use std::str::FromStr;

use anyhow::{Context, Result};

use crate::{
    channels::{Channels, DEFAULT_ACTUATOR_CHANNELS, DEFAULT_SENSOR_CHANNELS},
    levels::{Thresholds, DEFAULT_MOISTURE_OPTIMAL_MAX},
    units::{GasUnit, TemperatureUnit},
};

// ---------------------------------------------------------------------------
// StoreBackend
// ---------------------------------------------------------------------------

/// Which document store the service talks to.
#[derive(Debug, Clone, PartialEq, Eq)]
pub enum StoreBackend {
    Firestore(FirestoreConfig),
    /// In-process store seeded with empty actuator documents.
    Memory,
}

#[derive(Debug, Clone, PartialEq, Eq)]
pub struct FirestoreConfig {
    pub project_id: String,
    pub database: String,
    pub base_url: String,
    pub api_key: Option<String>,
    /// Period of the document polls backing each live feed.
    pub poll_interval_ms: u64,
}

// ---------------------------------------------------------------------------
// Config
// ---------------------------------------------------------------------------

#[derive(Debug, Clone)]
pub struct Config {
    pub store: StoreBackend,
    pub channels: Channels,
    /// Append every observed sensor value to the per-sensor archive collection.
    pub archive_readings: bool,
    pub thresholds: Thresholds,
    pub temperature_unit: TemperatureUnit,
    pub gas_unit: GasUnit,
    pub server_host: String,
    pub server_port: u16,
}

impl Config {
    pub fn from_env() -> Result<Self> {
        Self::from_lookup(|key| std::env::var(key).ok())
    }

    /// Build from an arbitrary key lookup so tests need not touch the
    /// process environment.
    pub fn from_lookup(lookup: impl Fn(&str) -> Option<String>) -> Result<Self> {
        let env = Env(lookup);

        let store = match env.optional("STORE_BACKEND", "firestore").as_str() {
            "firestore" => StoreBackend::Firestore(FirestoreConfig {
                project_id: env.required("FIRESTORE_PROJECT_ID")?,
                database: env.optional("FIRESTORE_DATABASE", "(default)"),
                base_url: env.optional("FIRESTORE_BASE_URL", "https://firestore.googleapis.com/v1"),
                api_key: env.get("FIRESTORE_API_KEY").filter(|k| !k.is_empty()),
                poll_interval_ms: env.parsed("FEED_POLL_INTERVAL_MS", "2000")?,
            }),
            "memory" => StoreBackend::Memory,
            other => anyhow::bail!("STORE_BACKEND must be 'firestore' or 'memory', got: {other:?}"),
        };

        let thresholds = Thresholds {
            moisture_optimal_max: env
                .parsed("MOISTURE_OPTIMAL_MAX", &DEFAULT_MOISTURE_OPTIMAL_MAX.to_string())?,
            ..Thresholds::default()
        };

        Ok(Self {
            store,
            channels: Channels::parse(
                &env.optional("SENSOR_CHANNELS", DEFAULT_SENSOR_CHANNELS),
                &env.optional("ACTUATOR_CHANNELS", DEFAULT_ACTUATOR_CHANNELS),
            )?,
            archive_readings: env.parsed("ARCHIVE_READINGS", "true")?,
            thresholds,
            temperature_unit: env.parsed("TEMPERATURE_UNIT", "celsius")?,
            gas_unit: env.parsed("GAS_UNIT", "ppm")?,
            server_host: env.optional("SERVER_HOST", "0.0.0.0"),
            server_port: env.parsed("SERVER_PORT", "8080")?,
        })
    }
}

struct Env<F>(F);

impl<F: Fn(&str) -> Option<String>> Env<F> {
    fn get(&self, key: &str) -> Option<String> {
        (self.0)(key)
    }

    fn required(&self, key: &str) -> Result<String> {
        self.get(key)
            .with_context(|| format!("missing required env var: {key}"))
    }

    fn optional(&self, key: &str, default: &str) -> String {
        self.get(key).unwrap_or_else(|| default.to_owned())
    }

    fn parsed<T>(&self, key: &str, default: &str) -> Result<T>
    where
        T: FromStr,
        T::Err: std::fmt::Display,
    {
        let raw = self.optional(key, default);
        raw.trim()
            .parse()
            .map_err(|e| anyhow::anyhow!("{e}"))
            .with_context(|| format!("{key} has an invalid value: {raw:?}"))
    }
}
■ ■ ■ ■ ■ ■ ■
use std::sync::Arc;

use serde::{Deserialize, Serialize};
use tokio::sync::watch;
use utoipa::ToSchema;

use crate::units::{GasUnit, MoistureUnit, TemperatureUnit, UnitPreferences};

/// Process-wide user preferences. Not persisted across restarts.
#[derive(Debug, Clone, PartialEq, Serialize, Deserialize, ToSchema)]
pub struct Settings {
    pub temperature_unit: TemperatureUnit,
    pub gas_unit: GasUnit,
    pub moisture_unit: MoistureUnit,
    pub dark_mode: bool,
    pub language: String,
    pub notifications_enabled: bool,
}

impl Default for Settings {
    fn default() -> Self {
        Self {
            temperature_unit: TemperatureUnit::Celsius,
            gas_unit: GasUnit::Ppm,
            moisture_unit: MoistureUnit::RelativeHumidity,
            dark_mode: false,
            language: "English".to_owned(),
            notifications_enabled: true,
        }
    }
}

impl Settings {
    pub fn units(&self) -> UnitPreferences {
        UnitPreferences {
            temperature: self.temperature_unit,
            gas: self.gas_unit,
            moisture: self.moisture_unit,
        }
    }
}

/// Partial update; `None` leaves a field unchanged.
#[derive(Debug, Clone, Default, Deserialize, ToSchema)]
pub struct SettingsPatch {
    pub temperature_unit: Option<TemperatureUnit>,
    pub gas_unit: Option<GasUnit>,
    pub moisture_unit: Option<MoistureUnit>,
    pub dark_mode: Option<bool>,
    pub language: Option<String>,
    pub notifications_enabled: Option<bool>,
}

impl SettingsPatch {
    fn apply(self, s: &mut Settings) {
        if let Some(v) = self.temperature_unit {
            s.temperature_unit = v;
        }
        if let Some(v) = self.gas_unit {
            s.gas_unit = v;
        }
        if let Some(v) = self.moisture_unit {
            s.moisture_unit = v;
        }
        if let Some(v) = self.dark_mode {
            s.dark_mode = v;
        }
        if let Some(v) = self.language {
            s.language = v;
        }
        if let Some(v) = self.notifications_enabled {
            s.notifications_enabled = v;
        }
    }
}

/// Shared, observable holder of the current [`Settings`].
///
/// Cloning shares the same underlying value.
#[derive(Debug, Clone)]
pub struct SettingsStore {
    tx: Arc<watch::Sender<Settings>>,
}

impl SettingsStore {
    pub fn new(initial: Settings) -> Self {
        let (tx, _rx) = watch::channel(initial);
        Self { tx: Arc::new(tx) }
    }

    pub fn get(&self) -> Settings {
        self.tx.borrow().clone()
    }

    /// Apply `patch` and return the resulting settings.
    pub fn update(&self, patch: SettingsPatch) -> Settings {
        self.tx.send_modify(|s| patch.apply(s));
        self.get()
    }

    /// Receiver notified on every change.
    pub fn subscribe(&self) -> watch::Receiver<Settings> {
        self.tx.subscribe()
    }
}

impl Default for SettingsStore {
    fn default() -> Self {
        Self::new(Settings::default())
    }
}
■ ■ ■ ■ ■ ■ ■
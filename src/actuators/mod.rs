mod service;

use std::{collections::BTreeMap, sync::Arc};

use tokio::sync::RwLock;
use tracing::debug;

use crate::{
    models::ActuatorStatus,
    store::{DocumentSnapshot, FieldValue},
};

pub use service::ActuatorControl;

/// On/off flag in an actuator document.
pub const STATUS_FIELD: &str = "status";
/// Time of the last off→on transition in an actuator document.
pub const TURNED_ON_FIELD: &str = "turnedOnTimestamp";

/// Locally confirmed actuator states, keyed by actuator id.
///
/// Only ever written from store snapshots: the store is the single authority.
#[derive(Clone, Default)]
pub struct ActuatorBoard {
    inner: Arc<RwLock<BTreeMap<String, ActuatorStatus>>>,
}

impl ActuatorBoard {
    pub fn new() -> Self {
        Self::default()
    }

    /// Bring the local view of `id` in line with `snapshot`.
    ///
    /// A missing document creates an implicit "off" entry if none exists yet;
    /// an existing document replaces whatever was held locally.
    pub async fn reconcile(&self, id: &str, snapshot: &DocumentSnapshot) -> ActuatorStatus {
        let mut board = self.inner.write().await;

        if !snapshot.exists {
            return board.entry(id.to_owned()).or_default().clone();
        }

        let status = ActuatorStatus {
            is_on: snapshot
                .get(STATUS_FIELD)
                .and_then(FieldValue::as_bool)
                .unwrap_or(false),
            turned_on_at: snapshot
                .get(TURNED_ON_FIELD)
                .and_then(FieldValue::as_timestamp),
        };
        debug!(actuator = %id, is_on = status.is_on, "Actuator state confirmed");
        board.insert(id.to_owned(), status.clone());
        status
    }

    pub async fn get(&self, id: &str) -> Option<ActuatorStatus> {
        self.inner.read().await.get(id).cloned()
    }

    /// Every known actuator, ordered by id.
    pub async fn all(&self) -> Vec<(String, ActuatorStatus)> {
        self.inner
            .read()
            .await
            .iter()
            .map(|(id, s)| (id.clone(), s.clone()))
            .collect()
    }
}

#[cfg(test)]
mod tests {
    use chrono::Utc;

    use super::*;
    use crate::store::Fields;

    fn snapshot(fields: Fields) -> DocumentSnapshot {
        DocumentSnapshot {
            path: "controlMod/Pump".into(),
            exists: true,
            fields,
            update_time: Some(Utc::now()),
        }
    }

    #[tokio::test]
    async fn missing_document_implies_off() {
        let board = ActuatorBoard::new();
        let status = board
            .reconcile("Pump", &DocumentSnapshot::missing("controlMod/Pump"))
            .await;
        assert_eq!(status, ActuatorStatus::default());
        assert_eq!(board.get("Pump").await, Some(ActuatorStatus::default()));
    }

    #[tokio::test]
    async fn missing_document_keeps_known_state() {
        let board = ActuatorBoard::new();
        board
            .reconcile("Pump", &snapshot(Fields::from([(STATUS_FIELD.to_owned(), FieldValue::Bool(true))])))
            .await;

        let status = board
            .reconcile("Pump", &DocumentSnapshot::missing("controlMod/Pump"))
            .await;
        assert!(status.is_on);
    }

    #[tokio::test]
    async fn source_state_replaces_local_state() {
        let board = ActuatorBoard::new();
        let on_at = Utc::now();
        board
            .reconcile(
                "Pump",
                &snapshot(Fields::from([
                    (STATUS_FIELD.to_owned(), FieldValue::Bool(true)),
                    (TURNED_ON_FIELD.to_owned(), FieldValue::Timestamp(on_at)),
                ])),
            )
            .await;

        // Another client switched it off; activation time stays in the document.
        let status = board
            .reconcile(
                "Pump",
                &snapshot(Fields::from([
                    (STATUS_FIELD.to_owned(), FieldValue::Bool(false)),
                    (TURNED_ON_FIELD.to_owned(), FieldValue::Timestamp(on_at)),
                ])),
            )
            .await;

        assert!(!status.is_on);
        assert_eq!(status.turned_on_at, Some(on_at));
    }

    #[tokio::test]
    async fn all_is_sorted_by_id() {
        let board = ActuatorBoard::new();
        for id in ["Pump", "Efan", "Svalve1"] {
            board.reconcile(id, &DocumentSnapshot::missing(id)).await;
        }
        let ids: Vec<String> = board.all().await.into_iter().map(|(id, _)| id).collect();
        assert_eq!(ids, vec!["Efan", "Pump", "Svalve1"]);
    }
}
■ ■ ■ ■ ■ ■ ■
_Your objective_. Identify the lines of the entries containing the string "language". Copy each such line.

_Response to the task_.
    pub language: String,
            language: "English".to_owned(),
    pub language: Option<String>,
        if let Some(v) = self.language {
            s.language = v;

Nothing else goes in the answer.